По словам историка «Севастопольской обороны», «с каждым днем лагерь союзников все более и более погружался в грязь; палатки не держались против ветра и дождей. Каждый помышлял о том, как бы выстроить себе пристанище и устроиться в нем удобнее. Но это удалось весьма немногим; большинство же вставало и ложилось посреди грязи, ила и сора и часто не просыпалось, потому что сырость и холод были нестерпимы».
Не имея теплой одежды и порядочного жилья, союзники к тому же терпели недостаток в пище и топливе. В течение многих дней они довольствовались корабельными сухарями, очень дурною водою и сушеным мясом, но последним в весьма малом количестве. «Исхудалые лица, небритые бороды, всевозможные и всецветные одежды, покрытые недельною грязью, ежедневно возобновляемою, — таков наш вид, столь же жалкий, как и новый», — писал один французский офицер.
Французы не имели топлива и для согревания употребляли все, что только способно было гореть; корни деревьев, не исключая винограда, и все остатки исчезнувшей растительности шли на дрова, если только попадались под руку.

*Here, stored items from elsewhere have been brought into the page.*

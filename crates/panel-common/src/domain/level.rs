//! Log severity levels.
//!
//! The discriminants are part of the public contract: host configuration
//! stores levels by ordinal (`Verbose = 0` … `Fatal = 5`), so the order must
//! never change.

use std::fmt;
use std::str::FromStr;

use serde::{Deserialize, Serialize};
use thiserror::Error;

/// Ordered severity of a log record: `Verbose < Debug < … < Fatal`.
#[derive(
    Debug, Default, Clone, Copy, PartialEq, Eq, PartialOrd, Ord, Hash, Serialize, Deserialize,
)]
#[repr(u8)]
pub enum LogLevel {
    Verbose = 0,
    #[default]
    Debug = 1,
    Information = 2,
    Warning = 3,
    Error = 4,
    Fatal = 5,
}

/// Returned when a string or ordinal does not name a [`LogLevel`].
#[derive(Debug, Clone, PartialEq, Eq, Error)]
#[error("unknown log level: {0}")]
pub struct ParseLogLevelError(String);

impl LogLevel {
    /// All levels in ascending order.
    pub const ALL: [LogLevel; 6] = [
        LogLevel::Verbose,
        LogLevel::Debug,
        LogLevel::Information,
        LogLevel::Warning,
        LogLevel::Error,
        LogLevel::Fatal,
    ];

    /// Three-letter upper-case code used in the output template.
    pub fn short_code(self) -> &'static str {
        match self {
            LogLevel::Verbose => "VRB",
            LogLevel::Debug => "DBG",
            LogLevel::Information => "INF",
            LogLevel::Warning => "WRN",
            LogLevel::Error => "ERR",
            LogLevel::Fatal => "FTL",
        }
    }

    /// Inverse of [`short_code`](Self::short_code).
    pub fn from_short_code(code: &str) -> Option<Self> {
        Self::ALL.into_iter().find(|level| level.short_code() == code)
    }

    /// Closest `tracing` level.  `tracing` has no fatal level, so both
    /// `Error` and `Fatal` map to `ERROR`.
    pub fn as_tracing(self) -> tracing::Level {
        match self {
            LogLevel::Verbose => tracing::Level::TRACE,
            LogLevel::Debug => tracing::Level::DEBUG,
            LogLevel::Information => tracing::Level::INFO,
            LogLevel::Warning => tracing::Level::WARN,
            LogLevel::Error | LogLevel::Fatal => tracing::Level::ERROR,
        }
    }
}

impl fmt::Display for LogLevel {
    fn fmt(&self, f: &mut fmt::Formatter<'_>) -> fmt::Result {
        let name = match self {
            LogLevel::Verbose => "Verbose",
            LogLevel::Debug => "Debug",
            LogLevel::Information => "Information",
            LogLevel::Warning => "Warning",
            LogLevel::Error => "Error",
            LogLevel::Fatal => "Fatal",
        };
        f.write_str(name)
    }
}

impl FromStr for LogLevel {
    type Err = ParseLogLevelError;

    /// Accepts the level name in any case, or its three-letter code.
    fn from_str(s: &str) -> Result<Self, Self::Err> {
        let trimmed = s.trim();
        Self::ALL
            .into_iter()
            .find(|level| {
                level.to_string().eq_ignore_ascii_case(trimmed)
                    || level.short_code().eq_ignore_ascii_case(trimmed)
            })
            .ok_or_else(|| ParseLogLevelError(s.to_string()))
    }
}

impl TryFrom<u8> for LogLevel {
    type Error = ParseLogLevelError;

    fn try_from(value: u8) -> Result<Self, ParseLogLevelError> {
        Self::ALL
            .get(usize::from(value))
            .copied()
            .ok_or_else(|| ParseLogLevelError(value.to_string()))
    }
}

impl From<LogLevel> for u8 {
    fn from(level: LogLevel) -> Self {
        level as u8
    }
}

// ── Tests ─────────────────────────────────────────────────────────────────────
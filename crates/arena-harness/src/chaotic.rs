//! Storage wrapper that injects faults.
//!
//! `ChaoticStore` delegates to a [`MemoryStore`] but can fail writes before
//! they reach it:
//!
//! - Membership inserts fail with `StorageError::Transient` at a seeded rate,
//!   the way an optimistic store reports a lost race.
//! - Individual membership updates can be scheduled to fail with
//!   `StorageError::Unavailable`, to exercise rollback of multi-step
//!   mutations.
//! - Member lookups can be taken down with `StorageError::Unavailable`.
//!
//! Faults are injected before delegation, so a failed write never changes
//! the underlying store.

use std::{
    collections::BTreeSet,
    sync::{
        Mutex, PoisonError,
        atomic::{AtomicBool, AtomicU64, Ordering},
    },
};

use arena_core::{
    Capacity, InviteCode, Member, MemberDirectory, MembershipStore, NewMember, NewRoom, Problem,
    ProblemCatalog, ProblemNo, Room, RoomCatalog, RoomMember, RoomNo, StorageError, UserNo,
};
use arena_server::MemoryStore;
use rand::{Rng, SeedableRng};
use rand_chacha::ChaCha8Rng;

/// Fault-injecting store.
#[derive(Debug)]
pub struct ChaoticStore {
    inner: MemoryStore,
    insert_fail_rate: f64,
    rng: Mutex<ChaCha8Rng>,
    scheduled_update_faults: Mutex<BTreeSet<u64>>,
    update_calls: AtomicU64,
    lookups_down: AtomicBool,
    injected: AtomicU64,
}

impl ChaoticStore {
    /// Wrap an empty store. Inserts fail with probability `insert_fail_rate`.
    pub fn new(seed: u64, insert_fail_rate: f64) -> Self {
        Self {
            inner: MemoryStore::new(),
            insert_fail_rate: insert_fail_rate.clamp(0.0, 1.0),
            rng: Mutex::new(ChaCha8Rng::seed_from_u64(seed)),
            scheduled_update_faults: Mutex::new(BTreeSet::new()),
            update_calls: AtomicU64::new(0),
            lookups_down: AtomicBool::new(false),
            injected: AtomicU64::new(0),
        }
    }

    /// The wrapped store, for seeding and inspection without faults.
    pub fn inner(&self) -> &MemoryStore {
        &self.inner
    }

    /// Fail the `nth` membership update from now (1-based).
    pub fn fail_update_in(&self, nth: u64) {
        let target = self.update_calls.load(Ordering::SeqCst) + nth;
        self.scheduled_update_faults
            .lock()
            .unwrap_or_else(PoisonError::into_inner)
            .insert(target);
    }

    /// Fail every member lookup by number until switched back.
    pub fn set_member_lookups_down(&self, down: bool) {
        self.lookups_down.store(down, Ordering::SeqCst);
    }

    /// Faults injected so far.
    pub fn injected(&self) -> u64 {
        self.injected.load(Ordering::SeqCst)
    }

    fn roll_insert_fault(&self) -> bool {
        let mut rng = self.rng.lock().unwrap_or_else(PoisonError::into_inner);
        rng.gen_bool(self.insert_fail_rate)
    }

    fn take_update_fault(&self) -> bool {
        let call = self.update_calls.fetch_add(1, Ordering::SeqCst) + 1;
        self.scheduled_update_faults.lock().unwrap_or_else(PoisonError::into_inner).remove(&call)
    }
}

impl MemberDirectory for ChaoticStore {
    fn find_by_username(&self, username: &str) -> Result<Option<Member>, StorageError> {
        self.inner.find_by_username(username)
    }

    fn find_by_user_no(&self, user_no: UserNo) -> Result<Option<Member>, StorageError> {
        if self.lookups_down.load(Ordering::SeqCst) {
            self.injected.fetch_add(1, Ordering::SeqCst);
            return Err(StorageError::Unavailable(format!("injected lookup failure for {user_no}")));
        }
        self.inner.find_by_user_no(user_no)
    }

    fn exists_by_nickname(&self, nickname: &str) -> Result<bool, StorageError> {
        self.inner.exists_by_nickname(nickname)
    }

    fn exists_by_username(&self, username: &str) -> Result<bool, StorageError> {
        self.inner.exists_by_username(username)
    }

    fn save_member(&self, member: NewMember) -> Result<Member, StorageError> {
        self.inner.save_member(member)
    }

    fn update_nickname(&self, user_no: UserNo, nickname: &str) -> Result<Member, StorageError> {
        self.inner.update_nickname(user_no, nickname)
    }

    fn list_members(&self) -> Result<Vec<Member>, StorageError> {
        self.inner.list_members()
    }
}

impl RoomCatalog for ChaoticStore {
    fn find_room(&self, room_no: RoomNo) -> Result<Option<Room>, StorageError> {
        self.inner.find_room(room_no)
    }

    fn find_by_invite_code(&self, code: &InviteCode) -> Result<Option<Room>, StorageError> {
        self.inner.find_by_invite_code(code)
    }

    fn exists_by_name(&self, room_name: &str) -> Result<bool, StorageError> {
        self.inner.exists_by_name(room_name)
    }

    fn save_room(&self, room: NewRoom) -> Result<Room, StorageError> {
        self.inner.save_room(room)
    }

    fn list_rooms(&self) -> Result<Vec<Room>, StorageError> {
        self.inner.list_rooms()
    }
}

impl MembershipStore for ChaoticStore {
    fn count_for(&self, room_no: RoomNo) -> Result<usize, StorageError> {
        self.inner.count_for(room_no)
    }

    fn exists_for(&self, room_no: RoomNo, user_no: UserNo) -> Result<bool, StorageError> {
        self.inner.exists_for(room_no, user_no)
    }

    fn insert(&self, row: RoomMember, capacity: Capacity) -> Result<RoomMember, StorageError> {
        if self.roll_insert_fault() {
            self.injected.fetch_add(1, Ordering::SeqCst);
            return Err(StorageError::Transient(format!(
                "injected conflict on room {} member {}",
                row.room_no, row.user_no
            )));
        }
        self.inner.insert(row, capacity)
    }

    fn list_for(&self, room_no: RoomNo) -> Result<Vec<RoomMember>, StorageError> {
        self.inner.list_for(room_no)
    }

    fn remove(&self, room_no: RoomNo, user_no: UserNo) -> Result<RoomMember, StorageError> {
        self.inner.remove(room_no, user_no)
    }

    fn update(
        &self,
        room_no: RoomNo,
        user_no: UserNo,
        apply: &mut dyn FnMut(&mut RoomMember),
    ) -> Result<RoomMember, StorageError> {
        if self.take_update_fault() {
            self.injected.fetch_add(1, Ordering::SeqCst);
            return Err(StorageError::Unavailable(format!(
                "injected update failure on room {room_no} member {user_no}"
            )));
        }
        self.inner.update(room_no, user_no, apply)
    }
}

impl ProblemCatalog for ChaoticStore {
    fn find_by_problem_no(&self, problem_no: ProblemNo) -> Result<Option<Problem>, StorageError> {
        self.inner.find_by_problem_no(problem_no)
    }
}
//! Simulated environment with a seeded RNG and a virtual clock.

use std::{
    sync::{Arc, Mutex, PoisonError},
    time::{Duration, Instant},
};

use arena_core::Environment;
use rand::{RngCore, SeedableRng};
use rand_chacha::ChaCha8Rng;

#[derive(Debug)]
struct SimState {
    rng: ChaCha8Rng,
    elapsed: Duration,
}

/// Deterministic environment for simulation.
///
/// Clones share one RNG stream and one clock, so a whole simulated system
/// replays identically from its seed. Time only moves when
/// [`advance`](Self::advance) is called.
#[derive(Debug, Clone)]
pub struct SimEnv {
    seed: u64,
    epoch: Instant,
    state: Arc<Mutex<SimState>>,
}

impl SimEnv {
    /// Create an environment with a fixed default seed.
    pub fn new() -> Self {
        Self::with_seed(0)
    }

    /// Create an environment from a seed.
    pub fn with_seed(seed: u64) -> Self {
        Self {
            seed,
            epoch: Instant::now(),
            state: Arc::new(Mutex::new(SimState {
                rng: ChaCha8Rng::seed_from_u64(seed),
                elapsed: Duration::ZERO,
            })),
        }
    }

    /// The seed this environment replays from.
    pub fn seed(&self) -> u64 {
        self.seed
    }

    /// Move the virtual clock forward.
    pub fn advance(&self, by: Duration) {
        let mut state = self.state.lock().unwrap_or_else(PoisonError::into_inner);
        state.elapsed = state.elapsed.saturating_add(by);
    }
}

impl Default for SimEnv {
    fn default() -> Self {
        Self::new()
    }
}

impl Environment for SimEnv {
    fn now(&self) -> Instant {
        let state = self.state.lock().unwrap_or_else(PoisonError::into_inner);
        self.epoch + state.elapsed
    }

    fn random_bytes(&self, buffer: &mut [u8]) {
        let mut state = self.state.lock().unwrap_or_else(PoisonError::into_inner);
        state.rng.fill_bytes(buffer);
    }
}

#[cfg(test)]
mod tests {
    use super::*;

    #[test]
    fn same_seed_same_stream() {
        let a = SimEnv::with_seed(7);
        let b = SimEnv::with_seed(7);
        let draws_a: Vec<_> = (0..8).map(|_| a.random_u32()).collect();
        let draws_b: Vec<_> = (0..8).map(|_| b.random_u32()).collect();
        assert_eq!(draws_a, draws_b);
    }

    #[test]
    fn clones_share_stream() {
        let a = SimEnv::with_seed(7);
        let b = a.clone();
        let fresh = SimEnv::with_seed(7);

        let interleaved = [a.random_u32(), b.random_u32()];
        let sequential = [fresh.random_u32(), fresh.random_u32()];
        assert_eq!(interleaved, sequential);
    }

    #[test]
    fn clock_moves_only_on_advance() {
        let env = SimEnv::with_seed(1);
        let start = env.now();
        assert_eq!(env.now(), start);

        env.advance(Duration::from_millis(250));
        assert_eq!(env.now() - start, Duration::from_millis(250));
    }
}
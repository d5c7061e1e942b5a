//! Wall-clock time and OS entropy.

use std::time::Instant;

use arena_core::Environment;

/// Production [`Environment`].
///
/// Invite codes are drawn from `getrandom`, so a client cannot predict the
/// code of a room it was not invited to.
#[derive(Debug, Clone, Default)]
pub struct SystemEnv;

impl SystemEnv {
    /// Create a new system environment.
    #[must_use]
    pub fn new() -> Self {
        Self
    }
}

impl Environment for SystemEnv {
    fn now(&self) -> Instant {
        Instant::now()
    }

    fn random_bytes(&self, buffer: &mut [u8]) {
        if let Err(e) = getrandom::fill(buffer) {
            // Zeroed codes collide in the catalog and room creation fails
            // with a storage error after its retries.
            tracing::error!(error = %e, "no entropy source, invite codes will collide");
            buffer.fill(0);
        }
    }
}

#[cfg(test)]
mod tests {
    use std::collections::HashSet;

    use arena_core::InviteCode;

    use super::*;

    #[test]
    fn clock_is_monotonic() {
        let env = SystemEnv::new();
        let t1 = env.now();
        let t2 = env.now();
        assert!(t2 >= t1);
    }

    #[test]
    fn invite_codes_are_hex_and_spread() {
        let env = SystemEnv::new();
        let codes: HashSet<_> = (0..64).map(|_| InviteCode::generate(&env)).collect();

        assert!(codes.len() > 60, "codes should rarely repeat");
        for code in &codes {
            assert_eq!(code.as_str().len(), 8);
            assert!(
                code.as_str().chars().all(|c| c.is_ascii_hexdigit() && !c.is_ascii_uppercase())
            );
        }
    }
}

Снег для союзников был настоящим бедствием.
О бедственном положении союзников сообщали и перебежчики, но — главное — корреспонденты, бывшие при неприятельских армиях, и газеты — особенно английские — не стеснялись знакомить публику с правдой, как она ни была ужасна.
И князь Меншиков знал все это. И в Петербурге благодаря газетам знали об армии союзников едва ли не более, чем о нашей.
Если Меншиков, потерявший сражение при Евпатории, показал в донесении к государю убитых триста человек, тогда как в действительности их было семьсот семьдесят, то не мудрено, что подчиненные относились к правде еще бесцеремонней, тем более что в те времена она далеко не была удобной.
Союзники благословляли бездействие нашей армии осенью и зимой, благодаря чему они могли дождаться подкреплений и весны.
— Наши главнокомандующие умны, — острили французы, — а русские еще умнее!
В Петербурге нетерпеливо ожидали известий о наступлении.
— Доложите князю Горчакову, — говорил князь Меншиков, отправляя в южную армию Столыпина, — что я не решаюсь атаковать неприятеля с нашею пехотою, которая получает в год только по два боевых патрона, и с кавалерией, которая после сражения при Полтаве[56] не сделала ни одной порядочной атаки.
Севастопольцы, не понимавшие поведения нашего главнокомандующего в эти два месяца, едко подсмеивались над ним и его штабом:
— Два месяца почти совершенное бездействие. По три раза в день набожно смотрят на термометр и молятся норд-осту!
Матросы, ожидая смерти на своих бастионах, повторяли «выдумку» одного товарища:
— Хотел, братцы мои, господь наказать за наши беззакония чумой. Однако показалось мало. Дай я вместо чумы накажу Севастополь Менщиком.
В это время Меншиков всякий намек на возможность атаки считал личным оскорблением и жаловался, что фельдмаршал Паскевич[57] чернит его в глазах государя.